Colorado business group seeks input on lobbying
The answers to five questions posed to members of a small business advocacy organization in Colorado will determine how the group lobbies during the upcoming legislative session.
The questions deal with a range of issues, among them health care, immigration and taxes.
Tony Gagliardi, state director of the National Federation of Independent Business (NFIB) in Colorado, said the group bases its lobbying efforts on the results of ballots sent out each year to members.
That way, when Gagliardi tells lawmakers he’s speaking on behalf of members, that’s literally the case, he said. “It’s exactly that.”
The NFIB sends ballots to members by e-mail, fax and mail. In Colorado, members are usually quick to respond, Gagliardi said, adding that he should have results by early December.
This year’s ballot features questions about health care exchanges, immigration, the state budget and taxes — all issues Gagliardi said he expects to arise when the Colorado Legislature convenes in January.
The issues of most concern to the small business owners who belong to the NFIB transcend partisan politics, Gagliardi said, and relate to the conditions they face in running their operations.
Labor conditions will constitute another important issue since most state officials elected in November ran on platforms promising job creation in Colorado, he said.
It soon will be time for officials to start delivering on those promises, he added.

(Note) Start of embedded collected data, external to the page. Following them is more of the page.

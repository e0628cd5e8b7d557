use async_trait::async_trait;
use reqwest::multipart;
use serde::Deserialize;

use crate::application::ports::{TranscriptionEngine, TranscriptionError};
use crate::domain::{AudioUpload, TranscriptionOptions};
use crate::presentation::config::TranscriptionSettings;

pub struct ElevenLabsEngine {
    client: reqwest::Client,
    api_key: String,
    base_url: String,
}

#[derive(Deserialize)]
struct SpeechToTextResponse {
    text: String,
}

impl ElevenLabsEngine {
    pub fn new(settings: &TranscriptionSettings) -> Result<Self, TranscriptionError> {
        let api_key = settings
            .api_key
            .as_deref()
            .map(str::trim)
            .filter(|key| !key.is_empty())
            .ok_or(TranscriptionError::MissingCredentials(
                "ELEVENLABS_API_KEY is not set",
            ))?;

        Ok(Self {
            client: reqwest::Client::new(),
            api_key: api_key.to_string(),
            base_url: settings.base_url.trim_end_matches('/').to_string(),
        })
    }
}

#[async_trait]
impl TranscriptionEngine for ElevenLabsEngine {
    async fn transcribe(
        &self,
        audio: &AudioUpload,
        options: &TranscriptionOptions,
    ) -> Result<String, TranscriptionError> {
        let url = format!("{}/v1/speech-to-text", self.base_url);

        // `Bytes` clones share the upload buffer.
        let file_part =
            multipart::Part::stream_with_length(audio.data().clone(), audio.len() as u64)
                .file_name(audio.file_name().to_string())
                .mime_str(audio.content_type())
                .map_err(|e| TranscriptionError::ApiRequestFailed(format!("mime: {}", e)))?;

        let mut form = multipart::Form::new()
            .part("file", file_part)
            .text("model_id", options.model_id().to_string())
            .text("diarize", options.diarize.to_string())
            .text("tag_audio_events", options.tag_audio_events.to_string());

        // Omitted entirely so the provider auto-detects.
        if let Some(language_code) = options.language_code() {
            form = form.text("language_code", language_code.to_string());
        }

        tracing::debug!(
            model_id = %options.model_id(),
            language_code = ?options.language_code(),
            bytes = audio.len(),
            "Sending audio to ElevenLabs speech-to-text"
        );

        let response = self
            .client
            .post(&url)
            .header("xi-api-key", &self.api_key)
            .multipart(form)
            .send()
            .await
            .map_err(|e| TranscriptionError::ApiRequestFailed(format!("request: {}", e)))?;

        if !response.status().is_success() {
            let status = response.status();
            let body = response
                .text()
                .await
                .unwrap_or_else(|_| "unknown error".to_string());
            return Err(TranscriptionError::ApiRequestFailed(format!(
                "status {}: {}",
                status, body
            )));
        }

        let result: SpeechToTextResponse = response
            .json()
            .await
            .map_err(|e| TranscriptionError::InvalidResponse(e.to_string()))?;

        tracing::info!(
            chars = result.text.len(),
            "ElevenLabs transcription completed"
        );

        Ok(result.text)
    }
}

Besides setting priorities and positions for lobbying, results from member ballots give the NFIB a basis upon which to evaluate the performance of elected officials, Gagliardi said. “It’s important for elected officials to know that our evaluations of them are based upon results, not party. Our ballot results give them guideposts to follow and give us a start on grading their performance.”
In addition to meeting with state legislators, Gagliardi said he hopes to soon meet with the transition team helping John Hickenlooper prepare to begin his term as Colorado governor. Gagliardi said he hopes to “open that door” to establish an ongoing dialog between the NFIB and new administration.
Here are the five questions the National Federation of Independent Business has asked its Colorado members as part of an annual process to set lobbying positions:
Should Colorado impose penalties on employers who knowingly hire illegal immigrants?
Should Colorado establish its own health insurance exchange or defer to the U.S. Department of Health and Human Services?
Should the Legislature repeal the state sales tax imposed on energy used in manufacturing?
Do you support legislation that provides tax incentives and the use of public monies for low-interest loans to promote economic development and job growth?
Should Colorado lease some functions of state government and form more public/private partnerships to create greater efficiencies and reduce state expenditures?